Suppose that banks are short of capital because of bad asset selection and heavy losses, and that there is a risk of deposits not being covered by banks' remaining assets-the situation allegedly facing Britain's banks and economy in late 2008. Surely everyone ought to agree that, ideally, the job of replenishing banks' capital should fall on the private sector, not the state, and that as far as possible accountability must lie in only one place. How might that be achieved? 

I propose a structure which is almost the polar opposite of Buiter's. In a 2009 monograph, Central Banking in a Free Society, I argued that the capital of the Bank of England should be provided by the leading banks, and that the functions of the central bank and deposit insurance agency should be amalgamated. Whereas Buiter wants, in effect, to nationalise the arrangements (and the costs) of cleaning up a banking system fiasco, I would privatise them. 

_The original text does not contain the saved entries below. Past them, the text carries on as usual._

//! Yearly region-change eligibility.
//!
//! A region may be changed once per calendar year (UTC). The year is
//! counted from the last region change, or from account creation when the
//! region was never changed. A user with no region and no request on file
//! may always file their first one.

use chrono::{Datelike, Utc};

use crate::models::{RegionChangeRequest, Timestamp, UserProfile};

/// Whether the session may offer region submission.
#[derive(Debug, Clone, Copy, PartialEq, Eq)]
pub enum Eligibility {
    /// The latest request has not been looked up yet.
    Undetermined,
    Eligible,
    Ineligible,
}

impl Eligibility {
    pub fn is_eligible(&self) -> bool {
        matches!(self, Eligibility::Eligible)
    }
}

impl From<bool> for Eligibility {
    fn from(eligible: bool) -> Self {
        if eligible {
            Eligibility::Eligible
        } else {
            Eligibility::Ineligible
        }
    }
}

/// [`can_change_region_at`] evaluated now.
pub fn can_change_region(profile: &UserProfile, latest_request: Option<&RegionChangeRequest>) -> bool {
    can_change_region_at(profile, latest_request, Utc::now())
}

/// Decide eligibility at `now`.
///
/// `latest_request` must be the resolved lookup: `None` means the user
/// never filed a request, not that the lookup is still running.
pub fn can_change_region_at(
    profile: &UserProfile,
    latest_request: Option<&RegionChangeRequest>,
    now: Timestamp,
) -> bool {
    let changed_this_year = profile.region_reference_time().year() == now.year();
    let first_request = profile.region.is_none() && latest_request.is_none();
    !changed_this_year || first_request
}

#[cfg(test)]
mod tests {
    use super::*;
    use crate::models::{RegionId, RequestStatus};
    use chrono::TimeZone;

    fn at(year: i32, month: u32, day: u32) -> Timestamp {
        Utc.with_ymd_and_hms(year, month, day, 12, 0, 0).unwrap()
    }

    fn profile(region: Option<&str>, updated: Option<Timestamp>, created: Timestamp) -> UserProfile {
        UserProfile {
            id: None,
            first_name: None,
            last_name: None,
            wca_id: None,
            region: region.and_then(RegionId::parse),
            region_updated_at: updated,
            created_at: created,
        }
    }

    fn request(status: RequestStatus, created: Timestamp) -> RegionChangeRequest {
        RegionChangeRequest {
            region: RegionId::parse("NCR").unwrap(),
            status,
            created_at: created,
        }
    }

    #[test]
    fn test_different_year_is_always_eligible() {
        let statuses = [
            None,
            Some(RequestStatus::Pending),
            Some(RequestStatus::Approved),
            Some(RequestStatus::Denied),
        ];
        for reference_year in 2015..2024 {
            for region in [None, Some("NCR")] {
                for status in statuses {
                    let p = profile(region, Some(at(reference_year, 6, 1)), at(2014, 1, 1));
                    let r = status.map(|s| request(s, at(reference_year, 6, 1)));
                    assert!(
                        can_change_region_at(&p, r.as_ref(), at(2024, 3, 1)),
                        "reference {} region {:?} status {:?}",
                        reference_year,
                        region,
                        status
                    );
                }
            }
        }
    }

    #[test]
    fn test_no_region_and_no_request_is_eligible_in_same_year() {
        for month in 1..=12 {
            let p = profile(None, None, at(2024, month, 1));
            assert!(can_change_region_at(&p, None, at(2024, 12, 31)));
        }
    }

    #[test]
    fn test_region_set_this_year_with_request_is_ineligible() {
        for status in [RequestStatus::Pending, RequestStatus::Approved, RequestStatus::Denied] {
            let p = profile(Some("NCR"), Some(at(2024, 2, 1)), at(2020, 1, 1));
            let r = request(status, at(2024, 1, 15));
            assert!(!can_change_region_at(&p, Some(&r), at(2024, 11, 1)));
        }
    }

    #[test]
    fn test_region_set_this_year_without_request_is_ineligible() {
        let p = profile(Some("NCR"), Some(at(2024, 2, 1)), at(2020, 1, 1));
        assert!(!can_change_region_at(&p, None, at(2024, 11, 1)));
    }

    #[test]
    fn test_pending_first_request_blocks_resubmission() {
        let p = profile(None, None, at(2024, 3, 1));
        let r = request(RequestStatus::Pending, at(2024, 3, 2));
        assert!(!can_change_region_at(&p, Some(&r), at(2024, 3, 3)));
    }

    #[test]
    fn test_year_boundary_is_utc() {
        // 23:30 UTC on Dec 31 is already next year in Manila.
        let updated = Utc.with_ymd_and_hms(2023, 12, 31, 23, 30, 0).unwrap();
        let p = profile(Some("NCR"), Some(updated), at(2020, 1, 1));
        assert!(!can_change_region_at(&p, None, at(2023, 12, 31)));
        assert!(can_change_region_at(&p, None, Utc.with_ymd_and_hms(2024, 1, 1, 0, 0, 0).unwrap()));
    }

    #[test]
    fn test_created_at_used_when_region_never_changed() {
        let p = profile(Some("NCR"), None, at(2024, 1, 10));
        assert!(!can_change_region_at(&p, None, at(2024, 5, 1)));
        assert!(can_change_region_at(&p, None, at(2025, 1, 1)));
    }

    #[test]
    fn test_eligibility_from_bool() {
        assert_eq!(Eligibility::from(true), Eligibility::Eligible);
        assert_eq!(Eligibility::from(false), Eligibility::Ineligible);
        assert!(!Eligibility::Undetermined.is_eligible());
    }
}
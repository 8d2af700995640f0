//! Error category classification.
//!
//! Categories map every failure onto one of the rendered outcomes the
//! session can show: a network/system error, a moderation decision, or a
//! return to the login prompt.

use std::fmt;

/// High-level categorization of errors for handling decisions.
#[derive(Debug, Clone, Copy, PartialEq, Eq, Hash)]
pub enum ErrorCategory {
    /// Transport failures (connection, DNS, timeout, undecodable body).
    /// Surfaced to the user; retried only when the user asks.
    Network,

    /// The identity exchange failed or the stored credential was rejected.
    /// Recovered by returning to the login prompt.
    Auth,

    /// The API answered with a 5xx.
    Server,

    /// The moderation backend refused a region submission.
    /// The credential stays valid.
    Moderation,

    /// Local filesystem or environment problems.
    System,

    /// Invalid or missing configuration values.
    Configuration,
}

impl ErrorCategory {
    /// Returns true if the same request may succeed when re-invoked.
    pub fn is_retryable(&self) -> bool {
        matches!(self, ErrorCategory::Network | ErrorCategory::Server)
    }

    /// Returns true if recovering requires the login flow again.
    pub fn returns_to_login(&self) -> bool {
        matches!(self, ErrorCategory::Auth)
    }

    /// Short label for logging.
    pub fn as_str(&self) -> &'static str {
        match self {
            ErrorCategory::Network => "network",
            ErrorCategory::Auth => "auth",
            ErrorCategory::Server => "server",
            ErrorCategory::Moderation => "moderation",
            ErrorCategory::System => "system",
            ErrorCategory::Configuration => "configuration",
        }
    }

    /// Suggested next step for the user.
    pub fn recovery_hint(&self) -> &'static str {
        match self {
            ErrorCategory::Network => "Check your internet connection and run the command again",
            ErrorCategory::Auth => "Run `pca login` to sign in with your WCA account again",
            ErrorCategory::Server => "The server may be experiencing issues. Please try again later",
            ErrorCategory::Moderation => {
                "You can only set your region once every year. E-mail the results committee to appeal"
            }
            ErrorCategory::System => "Check file permissions and available disk space",
            ErrorCategory::Configuration => "Check your PCA_* environment variables",
        }
    }
}

impl fmt::Display for ErrorCategory {
    fn fmt(&self, f: &mut fmt::Formatter<'_>) -> fmt::Result {
        write!(f, "{}", self.as_str())
    }
}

My proposal is much less radical than it may seem. Recall that at present the banking industry as a whole can in fact be levied by the FSCS if its funds are exhausted as a result of losses at one or a handful of banks. So, making the commercial banks the shareholders in the central bank and giving the central bank an explicit responsibility to protect deposits, has two consequences. First, the central bank would extend loans only if confident they would be repaid. The well-behaved, risk-avoiding and profitable banks have a strong interest in preventing their risk-prone competitors from incurring losses and ruining the system. Secondly, if the system nevertheless ran into trouble, the first line of defence would lie in the private sector, via the capital-levying power of the Bank of England. If the government did have to come in, it would be only after the bankers had decided that they could not help themselves. It would indeed be a last resort.